Theoretical study of solvent polarity on regulating the excited-state intramolecular proton transfer process of 2-(2′-hydroxyphenyl) benzimidazole derivative

In this work, the solvent effect on the excited-state intramolecular proton transfer (ESIPT) mechanism of the derivative (BTEP) based on 2-(2 '-hydroxyphenyl)benzimidazole (HBI) modification in cyclohexane, dichloromethane and acetonitrile solvents has been investigated by utilizing the density functional theory (DFT) and time-dependent density functional theory (TD-DFT) methods. The detailed study of the main geometrical parameters, infrared (IR) vibration spectra, and reduced density gradient (RDG) versus Sign(lambda 2)rho(r) scatter plots related to intramolecular hydrogen bond (IHB) reveals that the IHB strength of BTEP is enhanced in the excited state comparing with that in the ground state and that the magnitude of the enhancement decreases as solvent polarity increased.

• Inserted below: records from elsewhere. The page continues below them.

//! Game flow
//!
//! The screen sequencer (title, play, game over) and the fixed
//! per-frame pipeline. Everything here is glue around the simulation
//! core: it decides what runs, in what order, and builds levels; the
//! systems themselves do the work.

use rand::rngs::ThreadRng;
use rand::Rng;
use tracing::{debug, info};

use crate::game::components::CollisionMatrix;
use crate::game::spatial::SpatialHash;
use crate::game::{behavior, physics, systems, weapons};
use crate::game::{Entity, Events, TemplateRegistry, WeaponRegistry, World};
use crate::input::{Action, InputState};
use crate::raycaster::render::SpriteInstance;
use crate::raycaster::{
    render_sprites, render_walls, Camera, Framebuffer, TextureStrip, CAMERA_HEIGHT, CAMERA_WIDTH,
};
use crate::settings::GameSettings;
use crate::world::{pick_generator, TileMap};

/// Frames longer than this (a backgrounded window, a debugger pause)
/// are discarded whole rather than integrated as one giant step.
pub const MAX_FRAME_DT: f32 = 0.2;

#[derive(Debug, Clone, Copy, PartialEq, Eq)]
pub enum Screen {
    Title,
    Playing,
    GameOver,
}

pub struct App {
    settings: GameSettings,
    templates: TemplateRegistry,
    weapons: WeaponRegistry,
    matrix: CollisionMatrix,

    world: World,
    map: TileMap,
    hash: SpatialHash,
    events: Events,

    camera: Camera,
    fb: Framebuffer,
    strip: TextureStrip,
    input: InputState,
    rng: ThreadRng,
    sprite_scratch: Vec<SpriteInstance>,

    screen: Screen,
    level: u32,
    kills: u32,
    player_entity: Option<Entity>,
    fire_cooldown: f32,
    sweep_angle: f32,
}

impl App {
    pub fn new(settings: GameSettings, strip: TextureStrip) -> Self {
        let mut app = Self {
            settings,
            templates: TemplateRegistry::standard(),
            weapons: WeaponRegistry::standard(),
            matrix: CollisionMatrix::standard(),
            world: World::new(),
            map: TileMap::from_tiles(1, 1, vec![1]),
            hash: SpatialHash::new(1, 1),
            events: Events::new(),
            camera: Camera::new(),
            fb: Framebuffer::new(CAMERA_WIDTH, CAMERA_HEIGHT),
            strip,
            input: InputState::new(),
            rng: rand::thread_rng(),
            sprite_scratch: Vec::new(),
            screen: Screen::Title,
            level: 1,
            kills: 0,
            player_entity: None,
            fire_cooldown: 0.0,
            sweep_angle: 0.0,
        };
        app.build_level();
        app
    }

    // =========================================================================
    // Level lifecycle
    // =========================================================================

    /// Build a fresh level: new map from a random generator, new
    /// spatial hash, repopulated world. The old map and entities are
    /// discarded wholesale.
    fn build_level(&mut self) {
        let (name, generator) = pick_generator(&mut self.rng);
        self.map = TileMap::generate(self.settings.map_width, self.settings.map_height, generator);
        self.hash = SpatialHash::new(self.map.width(), self.map.height());
        self.world.clear();

        let (px, py) = random_open_tile(&self.map, &mut self.rng);
        self.player_entity = self.world.spawn_at(&self.templates, "player", px, py, 0.0);

        let ghouls = 2 + self.level;
        for _ in 0..ghouls {
            let (x, y) = random_open_tile(&self.map, &mut self.rng);
            let _ = self.world.spawn_at(&self.templates, "ghoul", x, y, 0.0);
        }
        for _ in 0..2 {
            let (x, y) = random_open_tile(&self.map, &mut self.rng);
            let _ = self.world.spawn_at(&self.templates, "drifter", x, y, 0.0);
        }

        info!(level = self.level, generator = name, "level built");
    }

    // =========================================================================
    // Frame driver
    // =========================================================================

    pub fn frame(&mut self, dt: f32) {
        if dt > MAX_FRAME_DT {
            // One skipped frame beats one giant integration step
            debug!(dt, "oversized frame skipped");
            return;
        }
        match self.screen {
            Screen::Title => self.title_frame(dt),
            Screen::Playing => self.play_frame(dt),
            Screen::GameOver => self.game_over_frame(),
        }
    }

    /// Scripted camera sweep over the frozen level
    fn title_frame(&mut self, dt: f32) {
        self.sweep_angle += 0.35 * dt;
        self.camera.pos.x = self.map.width() as f32 / 2.0;
        self.camera.pos.y = self.map.height() as f32 / 2.0;
        self.camera.set_facing(self.sweep_angle);
        self.render();

        if self.input.action_pressed(Action::Confirm) {
            self.level = 1;
            self.kills = 0;
            self.build_level();
            self.screen = Screen::Playing;
            info!("run started");
        }
    }

    /// The fixed pipeline: input, behavior, physics, hazard, mortality,
    /// ttl, flush, animation, camera sync, render.
    fn play_frame(&mut self, dt: f32) {
        self.player_input(dt);
        behavior::tick(&mut self.world, &self.templates, &mut self.rng, dt);
        physics::tick(&mut self.world, &self.map, &self.matrix, &mut self.hash, dt);
        systems::hazards(&mut self.world, &mut self.events);
        systems::mortality(&mut self.world, &self.templates, &mut self.events);
        systems::lifetimes(&mut self.world, dt);
        self.world.flush_despawns();
        systems::animation(&mut self.world, dt);

        for death in self.events.death.iter() {
            if Some(death.entity) != self.player_entity {
                self.kills += 1;
            }
        }
        self.events.clear_all();

        self.sync_camera();
        self.render();

        if self.world.player().is_none() {
            info!(level = self.level, kills = self.kills, "player fell");
            self.screen = Screen::GameOver;
        } else if self.world.behaviors.count() == 0 {
            self.level += 1;
            self.build_level();
        }
    }

    /// Nothing simulates; the last rendered frame stays up
    fn game_over_frame(&mut self) {
        if self.input.action_pressed(Action::Confirm) {
            self.screen = Screen::Title;
            self.sweep_angle = 0.0;
        }
    }

    // =========================================================================
    // Player control (input-driven, external to the core systems)
    // =========================================================================

    fn player_input(&mut self, dt: f32) {
        let Some(player) = self.world.player() else { return };

        let turn = self.input.turn_axis();
        let (forward, strafe) = self.input.move_axes();

        let facing = {
            let Some(pos) = self.world.positions.get_mut(player) else { return };
            pos.facing += turn * self.settings.turn_speed * dt;
            pos.facing
        };

        if let Some(body) = self.world.bodies.get_mut(player) {
            let (sin, cos) = facing.sin_cos();
            // Forward along facing, strafe along its perpendicular
            body.vx = (cos * forward - sin * strafe) * self.settings.move_speed;
            body.vy = (sin * forward + cos * strafe) * self.settings.move_speed;
        }

        self.fire_cooldown -= dt;
        if self.fire_cooldown <= 0.0 && self.input.action_down(Action::Fire) {
            if let Some(def) = self.weapons.get(&self.settings.weapon).copied() {
                if weapons::fire(&mut self.world, &self.templates, &def, player).is_some() {
                    self.fire_cooldown = def.cooldown;
                }
            }
        }
    }

    fn sync_camera(&mut self) {
        let Some(player) = self.world.player() else { return };
        if let Some(pos) = self.world.positions.get(player) {
            self.camera.pos = pos.vec();
            self.camera.set_facing(pos.facing);
        }
    }

    // =========================================================================
    // Rendering
    // =========================================================================

    fn render(&mut self) {
        self.fb
            .clear_shaded(self.settings.ceiling_tint, self.settings.floor_tint);
        render_walls(&mut self.fb, &self.map, &self.camera, &self.strip);

        // Everything with a sprite billboard except the camera holder
        self.sprite_scratch.clear();
        for (idx, sprite) in self.world.sprites.iter() {
            let Some(e) = self.world.entity_at(idx) else { continue };
            if Some(e) == self.player_entity {
                continue;
            }
            let Some(pos) = self.world.positions.get(e) else { continue };
            self.sprite_scratch.push(SpriteInstance {
                pos: pos.vec(),
                frame: sprite.frame,
            });
        }
        render_sprites(&mut self.fb, &self.camera, &mut self.sprite_scratch, &self.strip);
    }

    // =========================================================================
    // Read access for the shell (HUD, upload)
    // =========================================================================

    pub fn framebuffer(&self) -> &Framebuffer {
        &self.fb
    }

    pub fn screen(&self) -> Screen {
        self.screen
    }

    pub fn level(&self) -> u32 {
        self.level
    }

    pub fn kills(&self) -> u32 {
        self.kills
    }

    pub fn player_hp(&self) -> i32 {
        self.world
            .player()
            .and_then(|p| self.world.mortals.get(p))
            .map_or(0, |m| m.hp)
    }
}

/// Center of a uniformly sampled open tile. Falls back to the map
/// center if sampling keeps hitting walls (a generator would have to be
/// pathological for that).
fn random_open_tile(map: &TileMap, rng: &mut impl Rng) -> (f32, f32) {
    for _ in 0..256 {
        let x = rng.gen_range(1..map.width() - 1);
        let y = rng.gen_range(1..map.height() - 1);
        if map.is_open(x, y) {
            return (x as f32 + 0.5, y as f32 + 0.5);
        }
    }
    (map.width() as f32 / 2.0, map.height() as f32 / 2.0)
}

In addition, analysis of the potential energy curves (PECs) at the S0 and S1 states revealed that the energy barrier of the ESIPT reaction increases with increasing solvent polarity. These analyses have shown that increasing solvent polarity makes the ESIPT reaction increasingly difficult, and we hope that our study can provide guidance for subsequent research into further application of BTEP to fluorescent probes.